To the Editor:
In a speech on November 11, 1947, Winston Churchill observed: “Democracy is the worst form of government, except for all those other forms that have been tried.”
A deliberative democracy in political theory claims that political decisions should be the product of fair and reasonable discussion and debate among citizens.
New England’s form of Open Town Government dates back to the early 1600’s. The purpose of the open public forum is specifically to promote deliberation, dialog, debate, discussion, and yes dissent. It is a messy, but essential step in the process of arriving at a consensus. The final outcome of the endeavor is to build a solid base of information, prioritize key values, identify a broad range of solutions, weigh in on both the pros and cons of an issue, and ultimately make the best decision possible for the community.

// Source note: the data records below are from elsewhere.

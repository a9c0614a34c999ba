use std::{
    fmt::Debug,
    sync::{
        atomic::{AtomicU64, Ordering},
        Mutex, PoisonError,
    },
    time::{Duration, Instant},
};

use mpi::{
    environment::Universe,
    topology::{Rank, SimpleCommunicator},
    traits::*,
    Tag,
};

use crate::{Transport, TransportError, TransportResult};

/// Endpoint backed by the MPI world communicator.
///
/// The MPI environment lives as long as this value; dropping it finalizes MPI.
pub struct MPIConfig {
    // keeps MPI initialized, must outlive `world`
    _universe: Universe,
    world: SimpleCommunicator,
    world_size: usize,
    world_rank: usize,
    next_call: AtomicU64,
    // (peer, mpi tag, value) that arrived ahead of the call waiting for them
    parked: Mutex<Vec<(usize, Tag, f64)>>,
}

impl Debug for MPIConfig {
    fn fmt(&self, f: &mut std::fmt::Formatter<'_>) -> std::fmt::Result {
        f.debug_struct("MPIConfig")
            .field("world_size", &self.world_size)
            .field("world_rank", &self.world_rank)
            .finish()
    }
}

impl MPIConfig {
    /// MPI only promises tags up to 32767, call tags wrap around inside that space.
    const TAG_SPACE: u64 = 1 << 15;

    /// Initialize MPI. Returns `None` if MPI was already initialized in this process.
    pub fn init() -> Option<Self> {
        let universe = mpi::initialize()?;
        let world = universe.world();
        let world_size = world.size() as usize;
        let world_rank = world.rank() as usize;
        log::debug!("mpi world initialized: rank {} of {}", world_rank, world_size);

        Some(Self {
            _universe: universe,
            world,
            world_size,
            world_rank,
            next_call: AtomicU64::new(0),
            parked: Mutex::new(vec![]),
        })
    }

    #[inline(always)]
    fn mpi_tag(tag: u64) -> Tag {
        (tag % Self::TAG_SPACE) as Tag
    }

    /// Whether `seen` belongs to a call before `current`. Folded tags wrap, so anything up to
    /// half the tag space behind counts as older.
    #[inline]
    pub(crate) fn is_stale(seen: Tag, current: Tag) -> bool {
        let behind = (current as u64 + Self::TAG_SPACE - seen as u64) % Self::TAG_SPACE;
        behind > 0 && behind <= Self::TAG_SPACE / 2
    }

    #[inline(always)]
    pub fn barrier(&self) {
        self.world.barrier();
    }
}

impl Transport for MPIConfig {
    #[inline(always)]
    fn world_rank(&self) -> usize {
        self.world_rank
    }

    #[inline(always)]
    fn world_size(&self) -> usize {
        self.world_size
    }

    fn send(&self, to: usize, tag: u64, value: f64) -> TransportResult<()> {
        self.check_peer(to)?;
        self.world
            .process_at_rank(to as Rank)
            .send_with_tag(&value, Self::mpi_tag(tag));
        Ok(())
    }

    fn receive(&self, from: usize, tag: u64, timeout: Duration) -> TransportResult<f64> {
        self.check_peer(from)?;
        let process = self.world.process_at_rank(from as Rank);
        let mpi_tag = Self::mpi_tag(tag);
        let deadline = Instant::now().checked_add(timeout);

        {
            let mut parked = self.parked.lock().unwrap_or_else(PoisonError::into_inner);
            parked.retain(|&(peer, seen, _)| peer != from || !Self::is_stale(seen, mpi_tag));
            if let Some(pos) = parked
                .iter()
                .position(|&(peer, seen, _)| peer == from && seen == mpi_tag)
            {
                return Ok(parked.remove(pos).2);
            }
        }

        // poll so that a silent peer turns into a timeout instead of a hang
        loop {
            match process.immediate_matched_probe() {
                Some((message, status)) => {
                    let (value, _) = message.matched_receive::<f64>();
                    let seen = status.tag();
                    if seen == mpi_tag {
                        return Ok(value);
                    } else if Self::is_stale(seen, mpi_tag) {
                        log::debug!(
                            "rank {} drops stale tag {} from {} while waiting for tag {}",
                            self.world_rank,
                            seen,
                            from,
                            mpi_tag
                        );
                    } else {
                        self.parked
                            .lock()
                            .unwrap_or_else(PoisonError::into_inner)
                            .push((from, seen, value));
                    }
                }
                None => {
                    if deadline.is_some_and(|deadline| Instant::now() >= deadline) {
                        return Err(TransportError::Timeout {
                            peer: from,
                            tag,
                            waited: timeout,
                        });
                    }
                    std::thread::yield_now();
                }
            }
        }
    }

    #[inline]
    fn next_call_tag(&self) -> u64 {
        self.next_call.fetch_add(1, Ordering::Relaxed)
    }
}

A vibrant deliberation on public policy is the bedrock of our democracy. Most public officials embrace the concept, as they tediously strive to meet their obligations on open meeting laws and the requirement to record minutes for the public. If we err on the side of collective silence, political correctness, group-think, and non-participation in governance, we will not only lose our democracy, but our freedom along with it.
If the Board of Selectmen in the Town of New Marlborough, hosts an Open Public Hearing on March 12th in compliance with Massachusetts General Laws it is not only for the benefit of the citizens, but more importantly for the town board members as well. Public officials spend countless hours toiling away behind the scenes on behalf of the citizens. This is their opportunity to hear from the citizens they represent as it gives them clear guidance where the consensus lies on an important issue.
Our forefathers sacrificed blood and treasure so we could enjoy the benefits of a “free and open society”; perhaps, it is worth our effort to defend it as our legacy for the next generation.